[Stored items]
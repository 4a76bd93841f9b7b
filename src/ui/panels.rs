use eframe::egui::{self, Color32, RichText, Ui};

use crate::data::filter::Selection;
use crate::state::{AppState, View};

// ---------------------------------------------------------------------------
// Top bar
// ---------------------------------------------------------------------------

/// Render the top menu / toolbar.
pub fn top_bar(ui: &mut Ui, state: &mut AppState) {
    egui::menu::bar(ui, |ui: &mut Ui| {
        ui.menu_button("File", |ui: &mut Ui| {
            if ui.button("Open…").clicked() {
                open_file_dialog(state);
                ui.close_menu();
            }
            let can_export = state
                .dataset
                .as_ref()
                .is_some_and(|ds| !ds.is_empty());
            if ui
                .add_enabled(can_export, egui::Button::new("Export filtered CSV…"))
                .clicked()
            {
                export_file_dialog(state);
                ui.close_menu();
            }
        });

        ui.separator();

        if let Some(ds) = &state.dataset {
            ui.label(format!(
                "{} cars loaded, {} matching filters",
                ds.len(),
                state.visible_indices.len()
            ));
        }

        if let Some(msg) = &state.status_message {
            ui.separator();
            ui.label(RichText::new(msg).color(Color32::RED));
        }
    });
}

// ---------------------------------------------------------------------------
// Left side panel – page selector and filter widgets
// ---------------------------------------------------------------------------

/// Render the left side panel.
pub fn side_panel(ui: &mut Ui, state: &mut AppState) {
    ui.add_space(4.0);
    ui.heading("Cars Dashboard");
    ui.separator();

    ui.strong("Choose");
    for view in [View::Overview, View::Explorer, View::Compare] {
        ui.selectable_value(&mut state.view, view, view.title());
    }
    ui.separator();

    if state.view == View::Explorer {
        filter_controls(ui, state);
    }
}

/// Company/model selectors plus the Apply action that gates recomputation.
fn filter_controls(ui: &mut Ui, state: &mut AppState) {
    let total = match &state.dataset {
        Some(ds) => ds.len(),
        None => {
            ui.label("No dataset loaded.");
            return;
        }
    };

    ui.strong("Filters");
    ui.add_space(2.0);

    // ---- Company selector ----
    let options = state.filter_options();
    let current = state.pending.company.label().to_string();
    let mut picked: Option<Selection> = None;
    egui::ComboBox::from_label("Company")
        .selected_text(&current)
        .show_ui(ui, |ui: &mut Ui| {
            for option in &options.companies {
                if ui.selectable_label(current == *option, option).clicked() {
                    picked = Some(Selection::from_label(option));
                }
            }
        });
    if let Some(company) = picked {
        // May reset the pending model, so the model options below are rebuilt.
        state.set_pending_company(company);
    }

    // ---- Model selector (restricted to the pending company) ----
    let options = state.filter_options();
    let current = state.pending.model.label().to_string();
    let mut picked: Option<Selection> = None;
    egui::ComboBox::from_label("Model")
        .selected_text(&current)
        .show_ui(ui, |ui: &mut Ui| {
            for option in &options.models {
                if ui.selectable_label(current == *option, option).clicked() {
                    picked = Some(Selection::from_label(option));
                }
            }
        });
    if let Some(model) = picked {
        state.pending.model = model;
    }

    ui.add_space(4.0);
    ui.horizontal(|ui: &mut Ui| {
        if ui.button("Apply").clicked() {
            state.apply_filters();
        }
        if state.filters_dirty() {
            ui.label(RichText::new("pending").weak().italics());
        }
    });

    ui.label(format!(
        "{} of {total} cars match",
        state.visible_indices.len()
    ));
}

// ---------------------------------------------------------------------------
// File dialogs
// ---------------------------------------------------------------------------

pub fn open_file_dialog(state: &mut AppState) {
    let file = rfd::FileDialog::new()
        .set_title("Open cars dataset")
        .add_filter("Supported files", &["csv", "json", "parquet", "pq"])
        .add_filter("CSV", &["csv"])
        .add_filter("JSON", &["json"])
        .add_filter("Parquet", &["parquet", "pq"])
        .pick_file();

    if let Some(path) = file {
        match crate::data::loader::load_file(&path) {
            Ok(dataset) => {
                log::info!(
                    "Loaded {} cars with columns {:?}",
                    dataset.len(),
                    dataset.column_names
                );
                state.set_dataset(dataset);
            }
            Err(e) => {
                log::error!("Failed to load file: {e:#}");
                state.status_message = Some(format!("Error: {e:#}"));
            }
        }
    }
}

fn export_file_dialog(state: &mut AppState) {
    let Some(ds) = state.dataset.as_ref() else {
        return;
    };

    let file = rfd::FileDialog::new()
        .set_title("Export filtered view")
        .set_file_name("cars_filtered.csv")
        .add_filter("CSV", &["csv"])
        .save_file();

    if let Some(path) = file {
        let message = match crate::data::export::export_to_path(ds, &state.visible_indices, &path) {
            Ok(()) => {
                log::info!(
                    "Exported {} rows to {}",
                    state.visible_indices.len(),
                    path.display()
                );
                format!(
                    "Exported {} rows to {}",
                    state.visible_indices.len(),
                    path.display()
                )
            }
            Err(e) => {
                log::error!("Export failed: {e}");
                format!("Error: {e}")
            }
        };
        state.status_message = Some(message);
    }
}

WHAT THIS TASK INVOLVES:
Where a line in the records above contains "total", include it in the count, and give only that number.

WRITTEN ANSWER:
2